I wake up, lay there thinking (or trying to think?) Then i begin again.
SO MANY Things to do and it never ever stops.
The Summer agenda, followed by the Fall workload, then Winter shoveling snow.
I spend nights either waiting for someone to show up or running up and down many stairs, in and out doors as I lead patrons through my haunted, haunted house.
A few local people think I'm a millionaire-Not even close at all!
BUT I LOVE doing this! Entertaining people, meeting more new people, sharing our ghost stories, seeing and hearing them Laugh and Scream!, enjoying every second of it.
I once knew of a man 85 years old who was still carrying two bags of heavy groceries up a couple of flights of stairs, for other people, everyday!
I cover a lot of "Ground" here for each house tour, but I think it helps to keep me healthy! In fact, I am sure that it does!
After they leave I am busy folding, then carrying the slide blankets and elbow and butt pads back up to the top of the Bad-Dream Bed Slide, and hearing them scream as I tip that special "BED" is also quite a "Charge" for me even after 29 years!
I make people laugh, Scream, and make them "Wonder?" I can talk about this house for hours, it's History, it's Haunted History and I ad-lib sometimes, and gain even more entertainment for usually everyone in the room.
Sometimes it becomes my own semi-private Comedy Club!
Aches, pains and complaints of a 67 year-old body have so far become negated .. by everything I just typed here.
I do wish that everyone could have a similar experience!
Your writing was very eloquent Spats, Very Nice! Very good advice too! 

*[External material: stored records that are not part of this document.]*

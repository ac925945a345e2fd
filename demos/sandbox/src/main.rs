// Copyright 2025 eraflo
//
// Licensed under the Apache License, Version 2.0 (the "License");
// you may not use this file except in compliance with the License.
// You may obtain a copy of the License at
//
//     http://www.apache.org/licenses/LICENSE-2.0
//
// Unless required by applicable law or agreed to in writing, software
// distributed under the License is distributed on an "AS IS" BASIS,
// WITHOUT WARRANTIES OR CONDITIONS OF ANY KIND, either express or implied.
// See the License for the specific language governing permissions and
// limitations under the License.

//! A simulated host: a fixed sequence of frames with a few spikes, one toggle
//! press to start recording, and either auto-stop or a second press to end it.
//!
//! Usage: `framewatch-sandbox [config.json|config.ron]`

use std::alloc::System;

use anyhow::{Context, Result};
use framewatch_core::memory::heap_stats;
use framewatch_core::{QualitySnapshot, RenderCounters};
use framewatch_infra::{
    BehaviourHandle, BehaviourRegistry, HostMetricSource, ProcessMemoryMonitor, TrackingAllocator,
};
use framewatch_telemetry::{RecordingSession, SamplerConfig, SessionOutcome};

#[global_allocator]
static GLOBAL: TrackingAllocator = TrackingAllocator::new(System);

/// Frames simulated before the second toggle press, if auto-stop has not fired.
const MAX_FRAMES: u32 = 600;
const MB: f64 = 1024.0 * 1024.0;

fn load_config() -> Result<SamplerConfig> {
    match std::env::args().nth(1) {
        Some(path) => SamplerConfig::from_file(&path)
            .with_context(|| format!("failed to load sampler configuration from '{path}'")),
        None => {
            let mut config = SamplerConfig::default();
            config.profiling.recording_duration_secs = 5.0;
            config.profiling.write_analysis_report = true;
            Ok(config)
        }
    }
}

/// Delta time of a simulated frame: 60 FPS with a hitch every 90 frames.
fn frame_delta(frame: u32) -> f64 {
    if frame % 90 == 89 {
        0.045
    } else {
        1.0 / 60.0
    }
}

fn spawn_scene(registry: &BehaviourRegistry) -> Vec<BehaviourHandle> {
    let mut scene = vec![registry.register("PlayerController"), registry.register("CameraRig")];
    scene.extend((0..4).map(|_| registry.register("EnemyAi")));
    scene
}

fn report(outcome: &SessionOutcome) {
    log::info!(
        "Session ended ({:?}): {} samples in {}",
        outcome.reason,
        outcome.report.sample_count,
        outcome.artifact_path.display()
    );
    if let Some(path) = &outcome.report_path {
        log::info!("Analysis report: {}", path.display());
    }
    for violation in outcome.report.violations.iter().take(5) {
        log::info!(
            "  frame {}: {} = {:.2} (limit {:.2})",
            violation.frame,
            violation.kind,
            violation.value,
            violation.limit
        );
    }

    let heap = heap_stats();
    log::info!(
        "Heap: {} live allocations, {:.2} MB current, {:.2} MB peak",
        heap.live_allocations(),
        heap.current_bytes as f64 / MB,
        heap.peak_bytes as f64 / MB
    );
}

fn main() -> Result<()> {
    use env_logger::{Builder, Env};

    Builder::from_env(Env::default().default_filter_or("info")).init();

    let config = load_config()?;
    let registry = BehaviourRegistry::new();
    let mut scene = spawn_scene(&registry);

    let mut source = HostMetricSource::new()
        .with_memory_monitor(ProcessMemoryMonitor::new())
        .with_behaviours(registry.clone());
    source.set_quality(QualitySnapshot {
        render_pipeline: "Forward".to_string(),
        vsync_count: 1,
        anti_aliasing: 2,
    });

    let mut session = RecordingSession::new(config);
    session
        .on_toggle_requested()
        .context("failed to start recording")?;

    let mut outcome = None;
    for frame in 0..MAX_FRAMES {
        // One enemy despawns every 150 frames.
        if frame > 0 && frame % 150 == 0 && scene.len() > 2 {
            scene.pop();
        }
        let visible = scene.len() as u32;
        source.set_gpu_frame_time_ms(2.0 + f64::from(frame % 7) * 0.25);
        source.set_render_counters(RenderCounters {
            batches: 10 + visible,
            set_pass_calls: 6 + visible / 2,
            draw_calls: 40 + visible * 12,
            triangles: 12_000 + u64::from(visible) * 3_500,
            vertices: 24_000 + u64::from(visible) * 7_000,
        });

        if let Some(ended) = session.on_host_frame(frame_delta(frame), &source)? {
            outcome = Some(ended);
            break;
        }
    }

    let outcome = match outcome {
        Some(outcome) => outcome,
        None => session
            .on_toggle_requested()
            .context("failed to stop recording")?
            .context("session was not recording")?,
    };
    report(&outcome);
    Ok(())
}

Inspiration hits at odd moments. Some of my best experiences here come from the scares I give to people from some sometimes a tiny piece of junk someone else threw away.
A big, black garbage bag can be frightful! It defies easy,quick identification, it is large enough to be important to our paniced mind, and it... "Rustles"!
I have scared 1,000s of people with such a common, deviant object,"The garbage bag". (Yes, I DO "Cheat" and provide major distractions first!)


----------



## Glitterati (Jul 27, 2016)

great post!


----------



## v_gan (Aug 19, 2009)

This is wonderful, and I 100% agree. I love having Halloween parties and making things, but taking time to experience Halloween for yourself in small ways is the greatest part of the season.


----------



## MrNightmare (Mar 2, 2009)

What a great post, one that I and many others needed to hear. Many of us, myself included, put a lot of pressure on ourselves to make the perfect Halloween, Display, or Haunt and the end result is stress, fatigue, burn out, or even resentment. And sometimes we look back after the night is done with a sense of missed opportunity and wasted time. 

As the saying goes: "You can plan a pretty picnic, but you can't predict the weather." 
Last year, we had 10+ inches of rain before Halloween which resulted in a muddy mess that forced us to close your walk through graveyard. I spent so much time making a display "perfect" that I didn't enjoy the cool night, hundreds of ToTs, family, and friends. This year, my focus will reflect what was said in the post, not running around checking every light, candle, fog machine, ext cord, sound, etc... I want to spend Halloween enjoying all the magic and wonder this special night brings... Which is why we loved it to begin with.

After all, Halloween is the unexpected... and that makes the best memories. 

Thanks for this great post Spats, I am a big fan of yours and really enjoy your insights and perspective!


----------



## ChrisW (Sep 19, 2006)

Beautiful thought-provoking post Spats.

I'll think of it while I scurry around the garage in a last minute frenzy of decorating despair... HAH! Just kidding.

One of my favorite images is that of a single pumpkin on the front steps of a house on a misty, autumn-colored morning.

You are so right - haunters put so much pressure on themselves to outdo last years' offerings. One year other obligations prevented me from decorating the "haunted garage". I pulled out my van, decorated the back, added a few lights and "trunk or treated" from my driveway. Nobody complained, in fact I got some compliments. 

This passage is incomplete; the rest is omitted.